-------- Record extracts

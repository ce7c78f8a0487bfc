//! CLI definitions and entry point.

use clap::{Args, Parser, Subcommand};
use std::path::PathBuf;

pub mod commands;

/// Personal issue tracker (`SQLite` + JSONL replica)
#[derive(Parser, Debug)]
#[command(name = "trk", author, version, about, long_about = None)]
pub struct Cli {
    #[command(subcommand)]
    pub command: Commands,

    /// Database path (auto-discover .tracker/*.db if not set)
    #[arg(long, global = true, env = "TRK_DB")]
    pub db: Option<PathBuf>,

    /// Output as JSON
    #[arg(long, global = true)]
    pub json: bool,

    /// Increase logging verbosity (-v, -vv)
    #[arg(short, long, action = clap::ArgAction::Count, global = true)]
    pub verbose: u8,

    /// Quiet mode (no output except errors)
    #[arg(short, long, global = true)]
    pub quiet: bool,
}

#[derive(Subcommand, Debug)]
pub enum Commands {
    /// Initialize a tracker workspace
    Init {
        /// Overwrite existing DB
        #[arg(long)]
        force: bool,
    },

    /// Create a new issue
    Create(CreateArgs),

    /// Update an issue
    Update(UpdateArgs),

    /// List issues matching a filter
    List(ListArgs),

    /// Manage tags
    Tag {
        #[command(subcommand)]
        command: TagCommands,
    },

    /// Suggest tags for raw filter text
    Suggest {
        /// Filter text; suggestions trigger on a leading '#'
        text: String,
    },

    /// Show the award board
    Awards,

    /// Count entities
    Count(CountArgs),

    /// Delete issues, or everything
    Delete(DeleteArgs),

    /// Flush unsaved changes to the replica snapshot
    Flush,

    /// Populate sample tags and issues
    Sample(SampleArgs),
}

#[derive(Args, Debug)]
pub struct CreateArgs {
    /// Issue title (placeholder text when omitted)
    pub title: Option<String>,

    /// Attach to a tag (ID or exact name)
    #[arg(long)]
    pub tag: Option<String>,

    /// Issue description
    #[arg(long)]
    pub content: Option<String>,

    /// Priority: low, medium, high (or 0-2)
    #[arg(long)]
    pub priority: Option<String>,
}

#[derive(Args, Debug)]
pub struct UpdateArgs {
    /// Issue ID
    pub id: String,

    /// New title
    #[arg(long)]
    pub title: Option<String>,

    /// New description (empty string clears it)
    #[arg(long)]
    pub content: Option<String>,

    /// Priority: low, medium, high (or 0-2)
    #[arg(long)]
    pub priority: Option<String>,

    /// Close the issue
    #[arg(long)]
    pub close: bool,

    /// Reopen the issue
    #[arg(long, conflicts_with = "close")]
    pub reopen: bool,

    /// Attach a tag (ID or exact name)
    #[arg(long)]
    pub add_tag: Option<String>,

    /// Detach a tag (ID or exact name)
    #[arg(long)]
    pub remove_tag: Option<String>,
}

#[derive(Args, Debug)]
#[allow(clippy::struct_excessive_bools)]
pub struct ListArgs {
    /// Scope to one tag (ID or exact name); the recency cutoff is ignored
    #[arg(long)]
    pub tag: Option<String>,

    /// Only issues modified within the configured recent window
    #[arg(long, conflicts_with = "tag")]
    pub recent: bool,

    /// Only issues modified after this cutoff (e.g. 7d, 2026-01-15)
    #[arg(long, conflicts_with_all = ["tag", "recent"])]
    pub since: Option<String>,

    /// Free-text search over title and content
    #[arg(long)]
    pub search: Option<String>,

    /// Require this tag as well (repeatable; every token must match)
    #[arg(long = "token")]
    pub tokens: Vec<String>,

    /// Priority: low, medium, high (or 0-2)
    #[arg(long)]
    pub priority: Option<String>,

    /// Completion status: all, open, closed
    #[arg(long)]
    pub status: Option<String>,

    /// Sort key: created or modified
    #[arg(long)]
    pub sort: Option<String>,

    /// Oldest first instead of newest first
    #[arg(long)]
    pub oldest_first: bool,

    /// Print only the number of matching issues
    #[arg(long)]
    pub count: bool,
}

#[derive(Subcommand, Debug)]
pub enum TagCommands {
    /// Create a tag
    Add {
        /// Tag name (default name when omitted)
        name: Option<String>,
    },

    /// Rename a tag
    Rename {
        /// Tag ID or exact name
        id: String,
        /// New name
        name: String,
    },

    /// Delete a tag (its issues survive)
    Delete {
        /// Tag ID or exact name
        id: String,
    },

    /// List all tags
    List,

    /// List the tags an issue does not carry yet
    Missing {
        /// Issue ID
        issue_id: String,
    },
}

#[derive(Args, Debug)]
pub struct CountArgs {
    /// Entity kind: tag or issue (both when omitted)
    pub kind: Option<String>,
}

#[derive(Args, Debug)]
pub struct DeleteArgs {
    /// Issue IDs to delete
    pub ids: Vec<String>,

    /// Delete every tag and issue
    #[arg(long, conflicts_with = "ids")]
    pub all: bool,
}

#[derive(Args, Debug)]
pub struct SampleArgs {
    /// Number of sample tags
    #[arg(long, default_value_t = 5)]
    pub tags: usize,

    /// Issues created per tag
    #[arg(long, default_value_t = 10)]
    pub issues: usize,
}
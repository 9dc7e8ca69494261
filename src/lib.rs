//! JSON Schema documents as a closed union of eight kinds.
//!
//! A [`Schema`] is exactly one of array, boolean, enum, integer, null, number,
//! object or string, plus an optional description. It decodes from and encodes
//! to plain JSON Schema text; enumerations are recognized by their `enum`
//! keyword and never carry a `type` on the wire.
pub mod error;
pub mod kinds;
pub mod path_de;
pub mod schema;

pub use error::{DecodeError, EncodeError};
pub use kinds::{
    ArraySchema, BooleanSchema, Bound, EnumSchema, IntegerSchema, NullSchema, NumberSchema,
    ObjectSchema, Pattern, Payload, StringSchema,
};
pub use schema::{Schema, SchemaKind, SchemaType, resolve_schema_type};
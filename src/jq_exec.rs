//! jq pre-processing of input documents (via jaq).
use anyhow::{Context, Result, anyhow};
use jaq_core::{Compiler, Ctx, Filter, Native, RcIter, compile::Undefined, load};
use jaq_json::Val;
use serde_json::Value;

/// A jq program compiled once and applied to every input document.
pub struct JqFilter {
    source: String,
    filter: Filter<Native<Val>>,
}

impl JqFilter {
    pub fn compile(filter_src: &str) -> Result<Self> {
        let loader = load::Loader::new(jaq_std::defs().chain(jaq_json::defs()));
        let arena = load::Arena::default();
        let program = load::File { code: filter_src, path: () };

        let modules = loader
            .load(&arena, program)
            .map_err(format_parse_errors)?;

        let filter = Compiler::default()
            .with_funs(jaq_std::funs().chain(jaq_json::funs()))
            .compile(modules)
            .map_err(format_undefined_errors)?;

        Ok(Self { source: filter_src.to_string(), filter })
    }

    /// Every output of the program becomes its own document.
    pub fn apply(&self, input: &Value) -> Result<Vec<Value>> {
        let inputs = RcIter::new(core::iter::empty());
        let outputs = self.filter.run((Ctx::new([], &inputs), Val::from(input.clone())));

        let mut out = Vec::new();
        for item in outputs {
            let v = item.map_err(|e| anyhow!("jq `{}` failed: {e:?}", self.source))?;
            // Val: Display -> JSON text
            let doc = serde_json::from_str::<Value>(&v.to_string())
                .with_context(|| format!("jq `{}` produced a non-JSON value", self.source))?;
            out.push(doc);
        }
        Ok(out)
    }
}

fn format_parse_errors(
    errs: Vec<(load::File<&str, ()>, load::Error<&str>)>,
) -> anyhow::Error {
    let mut s = String::new();
    for (file, err) in errs {
        s.push_str(&format!("parse error: {err:?} in `{}`\n", file.code));
    }
    anyhow!(s)
}

fn format_undefined_errors(
    errs: Vec<(load::File<&str, ()>, Vec<(&str, Undefined)>)>,
) -> anyhow::Error {
    let mut s = String::new();
    for (file, list) in errs {
        for (name, undef) in list {
            s.push_str(&format!("undefined `{name}`: {undef:?} in `{}`\n", file.code));
        }
    }
    anyhow!(s)
}
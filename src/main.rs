pub mod cli;
pub mod jq_exec;
pub mod logging;

use std::process::ExitCode;

fn main() -> ExitCode {
    let command_line_interface = cli::CommandLineInterface::load();
    logging::init_tracing(command_line_interface.verbosity());
    match command_line_interface.run() {
        Ok(true) => ExitCode::SUCCESS,
        Ok(false) => ExitCode::FAILURE,
        Err(error) => {
            eprintln!("error: {error:#}");
            ExitCode::from(2)
        }
    }
}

----------------

• Work task: Please print, exactly and with nothing else, the lines from the first line of the entries through the line containing "#[arg(long, global = true)]".

• Solution to this exercise:
repository ce7c78f8a0487bfc
//! CLI definitions and entry point.

use clap::{Args, Parser, Subcommand};
use std::path::PathBuf;

pub mod commands;

/// Personal issue tracker (`SQLite` + JSONL replica)
#[derive(Parser, Debug)]
#[command(name = "trk", author, version, about, long_about = None)]
pub struct Cli {
    #[command(subcommand)]
    pub command: Commands,

    /// Database path (auto-discover .tracker/*.db if not set)
    #[arg(long, global = true, env = "TRK_DB")]
    pub db: Option<PathBuf>,

    /// Output as JSON
    #[arg(long, global = true)]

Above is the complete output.